=== Task directions ===
Each line of the data has to be retyped exactly as it is.
Dataset entries Block Start
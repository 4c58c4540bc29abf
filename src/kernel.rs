use log::debug;
use thiserror::Error;

use crate::{
    model::{LogDensity, LogpError},
    stream::SampleStream,
};

#[non_exhaustive]
#[derive(Error, Debug)]
pub enum SamplerError {
    #[error("Expected a vector of length {expected}, got length {found}")]
    DimensionMismatch { expected: usize, found: usize },
    #[error("Metric entry {index} must be positive and finite, got {value}")]
    InvalidMetric { index: usize, value: f64 },
    #[error("Step size must be positive and finite, got {0}")]
    InvalidStepSize(f64),
    #[error("Number of leapfrog steps must be at least one")]
    InvalidNumSteps,
    #[error("Proposal scale must be positive and finite, got {0}")]
    InvalidProposalScale(f64),
    #[error("Logp function returned unrecoverable error")]
    LogpFailure(#[source] Box<dyn std::error::Error + Send + Sync>),
}

pub type Result<T> = std::result::Result<T, SamplerError>;

pub(crate) fn check_dim(expected: usize, found: usize) -> Result<()> {
    if expected != found {
        return Err(SamplerError::DimensionMismatch { expected, found });
    }
    Ok(())
}

/// Evaluate the model, treating every non-fatal failure as a point outside
/// the support.
///
/// `NaN` and recoverable errors become `-inf`. Only errors the model marks
/// as unrecoverable are returned.
pub(crate) fn checked_log_density<M: LogDensity + ?Sized>(
    model: &M,
    position: &[f64],
) -> Result<f64> {
    match model.log_density(position) {
        Ok(logp) if logp.is_nan() => {
            debug!("Log density is NaN, treating the point as outside the support");
            Ok(f64::NEG_INFINITY)
        }
        Ok(logp) => Ok(logp),
        Err(logp_error) if logp_error.is_recoverable() => {
            debug!("Recoverable logp error: {}", logp_error);
            Ok(f64::NEG_INFINITY)
        }
        Err(logp_error) => Err(SamplerError::LogpFailure(Box::new(logp_error))),
    }
}

/// The standing point of a chain.
///
/// `log_density` is always the model's log density at `theta`. It may be
/// `-inf` if the chain was started outside the support.
#[derive(Debug, Clone, PartialEq)]
pub struct ChainState {
    pub theta: Box<[f64]>,
    pub log_density: f64,
}

/// One draw of a chain: the state after the accept/reject decision.
///
/// After a rejection this repeats the previous draw.
#[derive(Debug, Clone, PartialEq)]
pub struct Draw {
    pub theta: Box<[f64]>,
    pub log_density: f64,
    pub accepted: bool,
}

/// The Metropolis criterion.
///
/// Accepts with probability `min(1, exp(log_ratio))`. A `NaN` ratio, which
/// comes up when both points are outside the support, is rejected.
#[inline]
pub(crate) fn metropolis_accept(log_ratio: f64, u: f64) -> bool {
    u.ln() < log_ratio
}

/// A Markov transition kernel with its own chain state.
pub trait Kernel {
    /// The dimensionality of the posterior.
    fn dim(&self) -> usize;

    /// The current position of the chain.
    fn position(&self) -> &[f64];

    /// The log density at the current position, if it has been evaluated.
    fn log_density(&self) -> Option<f64>;

    /// Advance the chain by one transition.
    ///
    /// Errors are only returned if the model failed in a way that can not
    /// be treated as a rejected proposal.
    fn step(&mut self) -> Result<Draw>;

    /// An endless stream of draws from this kernel.
    fn into_stream(self) -> SampleStream<Self>
    where
        Self: Sized,
    {
        SampleStream::new(self)
    }
}

impl<K: Kernel + ?Sized> Kernel for &mut K {
    fn dim(&self) -> usize {
        (**self).dim()
    }

    fn position(&self) -> &[f64] {
        (**self).position()
    }

    fn log_density(&self) -> Option<f64> {
        (**self).log_density()
    }

    fn step(&mut self) -> Result<Draw> {
        (**self).step()
    }
}

impl<K: Kernel + ?Sized> Kernel for Box<K> {
    fn dim(&self) -> usize {
        (**self).dim()
    }

    fn position(&self) -> &[f64] {
        (**self).position()
    }

    fn log_density(&self) -> Option<f64> {
        (**self).log_density()
    }

    fn step(&mut self) -> Result<Draw> {
        (**self).step()
    }
}

#[cfg(test)]
mod tests {
    use super::*;
    use crate::model::test_logps::{DomainError, FatalBeyondLogp, HalfNormalLogp, NormalLogp};

    use pretty_assertions::assert_eq;

    #[test]
    fn accept_rule() {
        assert!(metropolis_accept(0., 0.5));
        assert!(metropolis_accept(f64::INFINITY, 0.99));
        assert!(!metropolis_accept(f64::NEG_INFINITY, 0.01));
        assert!(!metropolis_accept(f64::NAN, 0.01));
        assert!(!metropolis_accept(0.5f64.ln(), 0.6));
        assert!(metropolis_accept(0.5f64.ln(), 0.4));
    }

    #[test]
    fn dimension_message() {
        let err = check_dim(2, 3).unwrap_err();
        assert_eq!(err.to_string(), "Expected a vector of length 2, got length 3");
        assert!(check_dim(4, 4).is_ok());
    }

    #[test]
    fn failures_become_rejections() {
        let model = HalfNormalLogp { dim: 1 };
        assert_eq!(checked_log_density(&model, &[-1.]).unwrap(), f64::NEG_INFINITY);
        assert_eq!(checked_log_density(&model, &[2.]).unwrap(), -2.);
        assert_eq!(
            checked_log_density(&NormalLogp::standard(1), &[f64::NAN]).unwrap(),
            f64::NEG_INFINITY
        );
    }

    #[test]
    fn unrecoverable_errors_are_returned() {
        let model = FatalBeyondLogp { dim: 1, bound: 3. };
        assert!(checked_log_density(&model, &[1.]).is_ok());
        match checked_log_density(&model, &[4.]) {
            Err(SamplerError::LogpFailure(err)) => {
                assert!(err.downcast_ref::<DomainError>().is_some())
            }
            other => panic!("unexpected result {:?}", other),
        }
    }
}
Dataset entries Block End
=== Completed task ===
repository 4c58c4540bc29abf
filename src/kernel.rs
use log::debug;
use thiserror::Error;

use crate::{
    model::{LogDensity, LogpError},
    stream::SampleStream,
};

#[non_exhaustive]
#[derive(Error, Debug)]
pub enum SamplerError {
    #[error("Expected a vector of length {expected}, got length {found}")]
    DimensionMismatch { expected: usize, found: usize },
    #[error("Metric entry {index} must be positive and finite, got {value}")]
    InvalidMetric { index: usize, value: f64 },
    #[error("Step size must be positive and finite, got {0}")]
    InvalidStepSize(f64),
    #[error("Number of leapfrog steps must be at least one")]
    InvalidNumSteps,
    #[error("Proposal scale must be positive and finite, got {0}")]
    InvalidProposalScale(f64),
    #[error("Logp function returned unrecoverable error")]
    LogpFailure(#[source] Box<dyn std::error::Error + Send + Sync>),
}

pub type Result<T> = std::result::Result<T, SamplerError>;

pub(crate) fn check_dim(expected: usize, found: usize) -> Result<()> {
    if expected != found {
        return Err(SamplerError::DimensionMismatch { expected, found });
    }
    Ok(())
}

/// Evaluate the model, treating every non-fatal failure as a point outside
/// the support.
///
/// `NaN` and recoverable errors become `-inf`. Only errors the model marks
/// as unrecoverable are returned.
pub(crate) fn checked_log_density<M: LogDensity + ?Sized>(
    model: &M,
    position: &[f64],
) -> Result<f64> {
    match model.log_density(position) {
        Ok(logp) if logp.is_nan() => {
            debug!("Log density is NaN, treating the point as outside the support");
            Ok(f64::NEG_INFINITY)
        }
        Ok(logp) => Ok(logp),
        Err(logp_error) if logp_error.is_recoverable() => {
            debug!("Recoverable logp error: {}", logp_error);
            Ok(f64::NEG_INFINITY)
        }
        Err(logp_error) => Err(SamplerError::LogpFailure(Box::new(logp_error))),
    }
}

/// The standing point of a chain.
///
/// `log_density` is always the model's log density at `theta`. It may be
/// `-inf` if the chain was started outside the support.
#[derive(Debug, Clone, PartialEq)]
pub struct ChainState {
    pub theta: Box<[f64]>,
    pub log_density: f64,
}

/// One draw of a chain: the state after the accept/reject decision.
///
/// After a rejection this repeats the previous draw.
#[derive(Debug, Clone, PartialEq)]
pub struct Draw {
    pub theta: Box<[f64]>,
    pub log_density: f64,
    pub accepted: bool,
}

/// The Metropolis criterion.
///
/// Accepts with probability `min(1, exp(log_ratio))`. A `NaN` ratio, which
/// comes up when both points are outside the support, is rejected.
#[inline]
pub(crate) fn metropolis_accept(log_ratio: f64, u: f64) -> bool {
    u.ln() < log_ratio
}

/// A Markov transition kernel with its own chain state.
pub trait Kernel {
    /// The dimensionality of the posterior.
    fn dim(&self) -> usize;

    /// The current position of the chain.
    fn position(&self) -> &[f64];

    /// The log density at the current position, if it has been evaluated.
    fn log_density(&self) -> Option<f64>;

    /// Advance the chain by one transition.
    ///
    /// Errors are only returned if the model failed in a way that can not
    /// be treated as a rejected proposal.
    fn step(&mut self) -> Result<Draw>;

    /// An endless stream of draws from this kernel.
    fn into_stream(self) -> SampleStream<Self>
    where
        Self: Sized,
    {
        SampleStream::new(self)
    }
}

impl<K: Kernel + ?Sized> Kernel for &mut K {
    fn dim(&self) -> usize {
        (**self).dim()
    }

    fn position(&self) -> &[f64] {
        (**self).position()
    }

    fn log_density(&self) -> Option<f64> {
        (**self).log_density()
    }

    fn step(&mut self) -> Result<Draw> {
        (**self).step()
    }
}

impl<K: Kernel + ?Sized> Kernel for Box<K> {
    fn dim(&self) -> usize {
        (**self).dim()
    }

    fn position(&self) -> &[f64] {
        (**self).position()
    }

    fn log_density(&self) -> Option<f64> {
        (**self).log_density()
    }

    fn step(&mut self) -> Result<Draw> {
        (**self).step()
    }
}

#[cfg(test)]
mod tests {
    use super::*;
    use crate::model::test_logps::{DomainError, FatalBeyondLogp, HalfNormalLogp, NormalLogp};

    use pretty_assertions::assert_eq;

    #[test]
    fn accept_rule() {
        assert!(metropolis_accept(0., 0.5));
        assert!(metropolis_accept(f64::INFINITY, 0.99));
        assert!(!metropolis_accept(f64::NEG_INFINITY, 0.01));
        assert!(!metropolis_accept(f64::NAN, 0.01));
        assert!(!metropolis_accept(0.5f64.ln(), 0.6));
        assert!(metropolis_accept(0.5f64.ln(), 0.4));
    }

    #[test]
    fn dimension_message() {
        let err = check_dim(2, 3).unwrap_err();
        assert_eq!(err.to_string(), "Expected a vector of length 2, got length 3");
        assert!(check_dim(4, 4).is_ok());
    }

    #[test]
    fn failures_become_rejections() {
        let model = HalfNormalLogp { dim: 1 };
        assert_eq!(checked_log_density(&model, &[-1.]).unwrap(), f64::NEG_INFINITY);
        assert_eq!(checked_log_density(&model, &[2.]).unwrap(), -2.);
        assert_eq!(
            checked_log_density(&NormalLogp::standard(1), &[f64::NAN]).unwrap(),
            f64::NEG_INFINITY
        );
    }

    #[test]
    fn unrecoverable_errors_are_returned() {
        let model = FatalBeyondLogp { dim: 1, bound: 3. };
        assert!(checked_log_density(&model, &[1.]).is_ok());
        match checked_log_density(&model, &[4.]) {
            Err(SamplerError::LogpFailure(err)) => {
                assert!(err.downcast_ref::<DomainError>().is_some())
            }
            other => panic!("unexpected result {:?}", other),
        }
    }
}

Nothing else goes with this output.